The former consists of leaves/fibre; the latter consists of protein and starch. Compared to flour, ground up leaves absorb more water but less fat. Unless you adjust the recipe, a cake made with green tea powder would be less fluffy and more oily than one made without. Besides the absorbancy, there're two more differences between matcha and flour. Does matcha taste like flour? Of course it doesn't. Green tea powder is slightly bitter but flour isn't. It makes the cake less sweet. Does matcha brown like flour? Wet leaves don't brown, so green tea powder makes the cake brown slower unless you add more sugar or increase the oven temperature. Most cake recipes need a wee bit of salt. You shouldn't be able to taste the salt at all. It's there to round off the sweetness. Green tea cake, however, doesn't need any salt because matcha does the "rounding off". If there's salt, you'd be able to taste it. The flavour of green tea powder is very delicate. If there's baking soda/powder in the recipe, the delicate flavour would be compromised.

Hence, green tea cake should be made without any baking soda/powder. I don't like green tea cake that's dense, salty, oily, not sweet, not brown and not "matcha-ish". My green tea cake is made with a recipe that's dedicated to making green tea cake that's soft, fluffy, and subtly fragrant with the scent of green tea powder. It's not some vanilla cake with the vanilla yanked out and matcha bunged in. If you want to try my recipe, be warned that the cake cracks even with cardboard insulation to help it rise evenly. The cracks close up nicely as the cake cools down but you'd still see a few lines. Here's what the cake looks like hot from the oven and after cooling down: After baking my way through four bottles of GTP, I'm now happy with my recipe. I hope you like it too. GREEN TEA (MATCHA) CAKE (抹茶蛋糕) 10 g castor sugar 60 g egg yolks 30 g corn oil 5 g green tea powder 40 g cake flour 105 g egg whites 1/16 tsp cream of tartar

45 g castor sugar 200 g dairy cream, ≈35% fat, thoroughly chilled 1 tsp green tea powder 1. To make cake, trim 5 mm thick corrugated cardboard to fit sides of 23 x 15 cm cake pan. Wrap each piece of cardboard in aluminium foil, shining side facing out. Line bottom of 20 x 12 x 7.5 cm cake pan with 2 layers of parchment paper. 2. Preheat oven to 160°C. Measure ingredients for cake and prepare green tea as detailed above. 3. Whisk 10 g castor sugar with egg yolks till dissolved. Whisk till just combined. Whisk will just thoroughly mixed. Sift cake flour into mixture. Whisk till just thoroughly mixed but small lumps are still visible. 4. Separately whisk egg whites till frothy. Add cream of tartar. Whisk till thick foam forms. Gradually add 45 g castor sugar whilst still whisking. Continue to whisk till firm peak stage. 5. Thoroughly whisk yolk mixture, which should be smooth now. Add half of egg whites. Mix with whisk till almost even. Add remaining egg whites.
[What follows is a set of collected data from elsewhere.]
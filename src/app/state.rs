use crate::app::action::Action;
use crate::config::keys::KeyMap;
use crate::config::AppConfig;
use crate::stopwatch::{Automaton, Button, Clock, Input, LapRecorder, State, Transition};
use chrono::{DateTime, Local};
use ratatui::layout::Rect;
use std::fmt::Write;
use std::time::Duration;
use tracing::info;

#[derive(Debug)]
pub struct AppState {
    pub config: AppConfig,
    pub keys: KeyMap,
    pub automaton: Automaton,
    pub clock: Clock,
    pub laps: LapRecorder,
    pub lap_scroll_offset: usize,
    /// Wall-clock time the current run left Reset.
    pub started_at: Option<DateTime<Local>>,
    /// Last known terminal area, for mouse hit-testing.
    pub viewport: Rect,
    pub notice: Option<String>,
    pub dirty: bool,
    pub should_quit: bool,
}

impl AppState {
    pub fn new(config: AppConfig) -> Self {
        let keys = KeyMap::from_config(&config.keys);
        let clock = Clock::new(config.clock.tick_interval());
        let laps = LapRecorder::new(config.clock.max_laps);
        Self {
            config,
            keys,
            automaton: Automaton::new(),
            clock,
            laps,
            lap_scroll_offset: 0,
            started_at: None,
            viewport: Rect::default(),
            notice: None,
            dirty: true,
            should_quit: false,
        }
    }

    pub fn state(&self) -> State {
        self.automaton.state()
    }

    pub fn elapsed(&self) -> Duration {
        self.clock.elapsed()
    }

    /// Lap in progress, if one is open and the state warrants showing it.
    pub fn current_lap(&self) -> Option<Duration> {
        if self.state() == State::Reset {
            return None;
        }
        self.laps.current_lap(self.elapsed())
    }

    /// A tap on one of the two buttons.
    pub fn press(&mut self, button: Button) -> Vec<Action> {
        let Some(input) = button.input_for(self.state()) else {
            return vec![];
        };
        self.dirty = true;
        self.apply(input)
    }

    pub fn apply(&mut self, input: Input) -> Vec<Action> {
        if input == Input::Lap {
            self.lap();
            return vec![];
        }
        match self.automaton.send(input) {
            Some(transition) => self.on_transition(transition),
            None => vec![],
        }
    }

    /// One ticker period elapsed.
    pub fn tick(&mut self) {
        if self.clock.on_tick(self.state()) {
            self.dirty = true;
        }
    }

    pub fn scroll_laps(&mut self, delta: isize) {
        let max = self.laps.len().saturating_sub(1);
        self.lap_scroll_offset = self
            .lap_scroll_offset
            .saturating_add_signed(delta)
            .min(max);
        self.dirty = true;
    }

    pub fn status_line(&self) -> String {
        if let Some(notice) = &self.notice {
            return notice.clone();
        }
        match (self.state(), self.started_at) {
            (State::Reset, _) | (_, None) => "Ready".to_string(),
            (_, Some(at)) if self.config.ui.show_wall_clock => {
                let mut line = String::new();
                // A bad strftime pattern makes the Display impl fail
                let started = at.format(&self.config.ui.wall_clock_format);
                if write!(line, "Started {}", started).is_err() {
                    line = "Started".to_string();
                }
                line
            }
            (State::Running, _) => "Running".to_string(),
            (State::Stopped, _) => "Stopped".to_string(),
        }
    }

    fn lap(&mut self) {
        if self.state() != State::Running {
            return;
        }
        let sample = self.clock.elapsed();
        if self.laps.record(sample).is_some() {
            // Keep the newest lap in view.
            self.lap_scroll_offset = 0;
        } else if self.laps.is_full() {
            self.notice = Some(format!("Lap limit reached ({})", self.config.clock.max_laps));
        }
    }

    fn on_transition(&mut self, transition: Transition) -> Vec<Action> {
        self.clock.on_state(transition.to);
        self.laps.on_transition(&transition);
        info!(from = ?transition.from, to = ?transition.to, "stopwatch {:?}", transition.to);

        let mut actions = Vec::new();
        if transition.from == State::Running {
            actions.push(Action::StopTicker);
        }
        match transition.to {
            State::Running => {
                if transition.from == State::Reset {
                    self.started_at = Some(Local::now());
                }
                actions.push(Action::StartTicker {
                    period: self.clock.interval(),
                });
            }
            State::Reset => {
                self.started_at = None;
                self.lap_scroll_offset = 0;
                self.notice = None;
            }
            State::Stopped => {}
        }
        actions
    }
}

#[cfg(test)]
mod tests {
    use super::*;

    fn ms(n: u64) -> Duration {
        Duration::from_millis(n)
    }

    fn ticks(state: &mut AppState, n: usize) {
        for _ in 0..n {
            state.tick();
        }
    }

    #[test]
    fn test_start_emits_ticker() {
        let mut state = AppState::new(AppConfig::default());
        let actions = state.press(Button::Primary);
        assert_eq!(actions, vec![Action::StartTicker { period: ms(10) }]);
        assert_eq!(state.state(), State::Running);
        assert!(state.started_at.is_some());

        let actions = state.press(Button::Primary);
        assert_eq!(actions, vec![Action::StopTicker]);
        assert_eq!(state.state(), State::Stopped);
    }

    #[test]
    fn test_secondary_disabled_in_reset() {
        let mut state = AppState::new(AppConfig::default());
        assert!(state.press(Button::Secondary).is_empty());
        assert_eq!(state.state(), State::Reset);
        assert!(state.laps.is_empty());
    }

    #[test]
    fn test_full_session() {
        let mut state = AppState::new(AppConfig::default());
        state.press(Button::Primary);
        ticks(&mut state, 100);
        state.press(Button::Secondary); // lap 1 at 1s
        ticks(&mut state, 50);
        state.press(Button::Secondary); // lap 2 at 1.5s
        ticks(&mut state, 7);
        assert_eq!(state.elapsed(), ms(1570));
        assert_eq!(state.current_lap(), Some(ms(70)));
        assert_eq!(state.laps.total(), ms(1500));

        state.press(Button::Primary); // stop
        ticks(&mut state, 30); // stale ticks are dropped
        assert_eq!(state.elapsed(), ms(1570));

        state.press(Button::Secondary); // reset
        assert_eq!(state.state(), State::Reset);
        assert_eq!(state.elapsed(), Duration::ZERO);
        assert!(state.laps.is_empty());
        assert_eq!(state.current_lap(), None);
        assert!(state.started_at.is_none());
    }

    #[test]
    fn test_laps_sum_to_elapsed_across_pauses() {
        let mut state = AppState::new(AppConfig::default());
        state.press(Button::Primary);
        ticks(&mut state, 13);
        state.press(Button::Secondary);
        ticks(&mut state, 4);
        state.press(Button::Primary); // stop
        state.press(Button::Primary); // resume
        ticks(&mut state, 21);
        state.press(Button::Secondary);
        assert_eq!(state.laps.total(), state.elapsed());
        assert_eq!(state.laps.laps()[0].duration, ms(250));
    }

    #[test]
    fn test_lap_limit_sets_notice() {
        let mut config = AppConfig::default();
        config.clock.max_laps = 1;
        let mut state = AppState::new(config);
        state.press(Button::Primary);
        state.tick();
        state.press(Button::Secondary);
        state.tick();
        state.press(Button::Secondary);
        assert_eq!(state.laps.len(), 1);
        assert_eq!(state.status_line(), "Lap limit reached (1)");

        state.press(Button::Primary);
        state.press(Button::Secondary);
        assert_eq!(state.notice, None);
    }

    #[test]
    fn test_status_line_shows_start_time() {
        let mut config = AppConfig::default();
        config.ui.wall_clock_format = "%Y".to_string();
        let mut state = AppState::new(config);
        assert_eq!(state.status_line(), "Ready");

        state.press(Button::Primary);
        let year = state.started_at.unwrap().format("%Y").to_string();
        assert_eq!(state.status_line(), format!("Started {}", year));

        state.config.ui.show_wall_clock = false;
        assert_eq!(state.status_line(), "Running");
        state.press(Button::Primary);
        assert_eq!(state.status_line(), "Stopped");
    }

    #[test]
    fn test_status_line_survives_bad_format() {
        let mut state = AppState::new(AppConfig::default());
        state.press(Button::Primary);
        state.config.ui.wall_clock_format = "%Q".to_string();
        assert_eq!(state.status_line(), "Started");
    }

    #[test]
    fn test_scroll_is_clamped() {
        let mut state = AppState::new(AppConfig::default());
        state.scroll_laps(5);
        assert_eq!(state.lap_scroll_offset, 0);

        state.press(Button::Primary);
        for _ in 0..3 {
            state.tick();
            state.press(Button::Secondary);
        }
        state.scroll_laps(10);
        assert_eq!(state.lap_scroll_offset, 2);
        state.scroll_laps(-1);
        assert_eq!(state.lap_scroll_offset, 1);
        state.scroll_laps(-5);
        assert_eq!(state.lap_scroll_offset, 0);
    }
}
Scrape down and fold with spatula till just evenly mixed, banging mixing bowl against worktop 2-3 times. 6. Pour batter into 20 x 12 x 7.5 cm cake pan, slowly and from about 30 cm high. Jiggle pan till batter is level. 7. Place cake pan holding batter in 23 x 15 cm cake pan. Tuck cardboard between 2 pans. Bake till middle of cake doesn't make squishing sound when pressed gently, about 55 minutes. 8. Remove pans from oven. Remove cardboard and outer pan. Drop pan holding cake from about 30 cm high, 2-3 times. Invert pan onto wire rack. Leave till just cool. 9. As soon as cake is cool, slide knife along sides of pan. Discard both layers of parchment paper. 10. To make whipped cream, whisk cream till just thick enough to hold its shape. Add green tea powder. Whisk till evenly mixed and cream is dead stiff. 11. To assemble, cut cake horizontally with serrated knife or cake slicer into 2 equal halves. Set aside bottom half of cake. Invert top half so that cut side faces up.